City Doctors Perform Rare Boerhaave’s Syndrome Surgery
- Hits: 1919
01 February 2011
By Umesh Isalkar
Falling severely ill in a foreign country can be a daunting experience, particularly if one does not know where to turn to for help. Fortunately for German automobile engineer H Thomas (49), on a business trip to General Motors in Talegaon, that help was forthcoming. A few months ago, Thomas suffered a rupture of the food pipe or Boerhaave‘s syndrome (oesophageal rupture following vomiting), an extremely rare but well–defined medical complication.
"Thomas, started feeling unwell after dinner and rushed to the washroom. He had a bout of vomiting and an attack of excruciating pain in the chest and collapsed," said surgeon Gajanan Wagholikar of Aditya Birla Memorial Hospital (ABMH). The alarmed staff at the hotel where Thomas was staying, first sought medical help but later, when his condition deteriorated, shifted him to the ABMH.

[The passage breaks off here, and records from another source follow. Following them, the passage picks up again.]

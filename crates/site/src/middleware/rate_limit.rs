//! Rate limiting for the two unauthenticated write endpoints.
//!
//! - `login_rate_limiter`: `POST /pro/login` (~10/min per IP)
//! - `intake_rate_limiter`: `POST /api/therapists` (~4/min per IP)

use std::net::{IpAddr, SocketAddr};
use std::sync::Arc;

use axum::extract::ConnectInfo;
use axum::http::Request;
use governor::clock::QuantaInstant;
use governor::middleware::NoOpMiddleware;
use tower_governor::{GovernorError, GovernorLayer, governor::GovernorConfigBuilder};

/// Proxy headers carrying the client IP, most trusted first.
const CLIENT_IP_HEADERS: [&str; 4] = [
    "cf-connecting-ip",
    "fly-client-ip",
    "x-real-ip",
    "x-forwarded-for",
];

/// Key extractor reading the client IP from proxy headers, falling back to
/// the peer address when none is present.
///
/// `x-forwarded-for` contributes its first (client-most) entry. The peer
/// address needs the server to run with
/// `into_make_service_with_connect_info::<SocketAddr>()`.
#[derive(Clone, Copy)]
pub struct ClientIpKeyExtractor;

impl tower_governor::key_extractor::KeyExtractor for ClientIpKeyExtractor {
    type Key = IpAddr;

    fn extract<T>(&self, req: &Request<T>) -> Result<Self::Key, GovernorError> {
        let headers = req.headers();
        CLIENT_IP_HEADERS
            .iter()
            .filter_map(|name| headers.get(*name))
            .filter_map(|v| v.to_str().ok())
            .find_map(|v| v.split(',').next()?.trim().parse::<IpAddr>().ok())
            .or_else(|| {
                req.extensions()
                    .get::<ConnectInfo<SocketAddr>>()
                    .map(|ConnectInfo(addr)| addr.ip())
            })
            .ok_or(GovernorError::UnableToExtractKey)
    }
}

/// Rate limiter layer type for Axum.
pub type RateLimiterLayer =
    GovernorLayer<ClientIpKeyExtractor, NoOpMiddleware<QuantaInstant>, axum::body::Body>;

/// Password sign-in: 1 request replenished every 6 seconds, burst of 5.
///
/// # Panics
///
/// Does not panic: `per_second(6)` and `burst_size(5)` are valid positive values.
#[must_use]
pub fn login_rate_limiter() -> RateLimiterLayer {
    let config = GovernorConfigBuilder::default()
        .key_extractor(ClientIpKeyExtractor)
        .per_second(6)
        .burst_size(5)
        .finish()
        .expect("rate limiter config with per_second(6) and burst_size(5) is valid");
    GovernorLayer::new(Arc::new(config))
}

/// Application intake: 1 request replenished every 15 seconds, burst of 3.
///
/// # Panics
///
/// Does not panic: `per_second(15)` and `burst_size(3)` are valid positive values.
#[must_use]
pub fn intake_rate_limiter() -> RateLimiterLayer {
    let config = GovernorConfigBuilder::default()
        .key_extractor(ClientIpKeyExtractor)
        .per_second(15)
        .burst_size(3)
        .finish()
        .expect("rate limiter config with per_second(15) and burst_size(3) is valid");
    GovernorLayer::new(Arc::new(config))
}

#[cfg(test)]
#[allow(clippy::unwrap_used)]
mod tests {
    use tower_governor::key_extractor::KeyExtractor;

    use super::*;

    fn request(headers: &[(&str, &str)]) -> Request<()> {
        let mut builder = Request::builder().uri("/pro/login");
        for (name, value) in headers {
            builder = builder.header(*name, *value);
        }
        builder.body(()).unwrap()
    }

    #[test]
    fn test_cloudflare_header_wins() {
        let req = request(&[
            ("x-forwarded-for", "10.0.0.1, 10.0.0.2"),
            ("cf-connecting-ip", "203.0.113.7"),
        ]);
        let ip = ClientIpKeyExtractor.extract(&req).unwrap();
        assert_eq!(ip, "203.0.113.7".parse::<IpAddr>().unwrap());
    }

    #[test]
    fn test_forwarded_for_first_entry() {
        let req = request(&[("x-forwarded-for", "198.51.100.4, 10.0.0.2")]);
        let ip = ClientIpKeyExtractor.extract(&req).unwrap();
        assert_eq!(ip, "198.51.100.4".parse::<IpAddr>().unwrap());
    }

    #[test]
    fn test_peer_address_without_headers() {
        let mut req = request(&[]);
        req.extensions_mut()
            .insert(ConnectInfo(SocketAddr::from(([192, 0, 2, 10], 51234))));
        let ip = ClientIpKeyExtractor.extract(&req).unwrap();
        assert_eq!(ip, "192.0.2.10".parse::<IpAddr>().unwrap());
    }

    #[test]
    fn test_header_beats_peer_address() {
        let mut req = request(&[("fly-client-ip", "198.51.100.9")]);
        req.extensions_mut()
            .insert(ConnectInfo(SocketAddr::from(([10, 0, 0, 1], 443))));
        let ip = ClientIpKeyExtractor.extract(&req).unwrap();
        assert_eq!(ip, "198.51.100.9".parse::<IpAddr>().unwrap());
    }

    #[test]
    fn test_nothing_to_key_on_is_an_error() {
        assert!(ClientIpKeyExtractor.extract(&request(&[])).is_err());
    }
}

"Thomas was admitted in a very serious condition. He was panting for breath. Initial tests revealed large amounts of air and fluid in the chest compressing the left lung with dangerously low levels of oxygen in blood," said Wagholikar. "Immediate bedside insertion of a tube in the chest was done to clear the passage."
Wagholikar, the attending surgeon at the time of Thomas‘ admittance to the hospital, suspected an esophageal rupture. An emergency CT scan of the thorax confirmed the same and an emergency surgery (thoracotomy) was performed by a team comprising surgeons Wagholikar and Mahesh Thombare and anaesthetist Ashish Pathak.
"There was a large rent in the lower esophagus and around 2 litres of ingested food and drinks had accumulated in the chest, compressing the lungs. The tear in the esophagus was repaired and the contents drained. The patient had a stormy recovery with chest infection and rhythm disturbances of the heart which settled with medicines," Thombare said.
"Boerhaave‘s syndrome is one of the most lethal perforations of the digestive system," said Wagholikar. "It usually happens due to uncoordinated muscle contraction during vomiting. The stomach contents are forced into the chest at a high pressure during vomiting, which causes chemical damage as well as introduces infection," he added.
"Untreated, this problem is invariably fatal. It needs emergency surgery. After the first eight hours, mortality increases with every passing hour. Mortality is very high after 24 hours and when surgery is done late, as many as 50–75% patients may die because of infection and respiratory failure," he added.
"Delay in diagnosis is not unusual because of nonspecific symptoms and the rarity of this condition. Often patients get investigated for chest problems, because of the chest pain and breathlessness, and precious time is lost," Wagholikar said.
A close synergy between specialists and prompt decision–making enabled Thomas to have surgery within three hours of getting admitted. And today, after recuperating fully, he is back home with his family.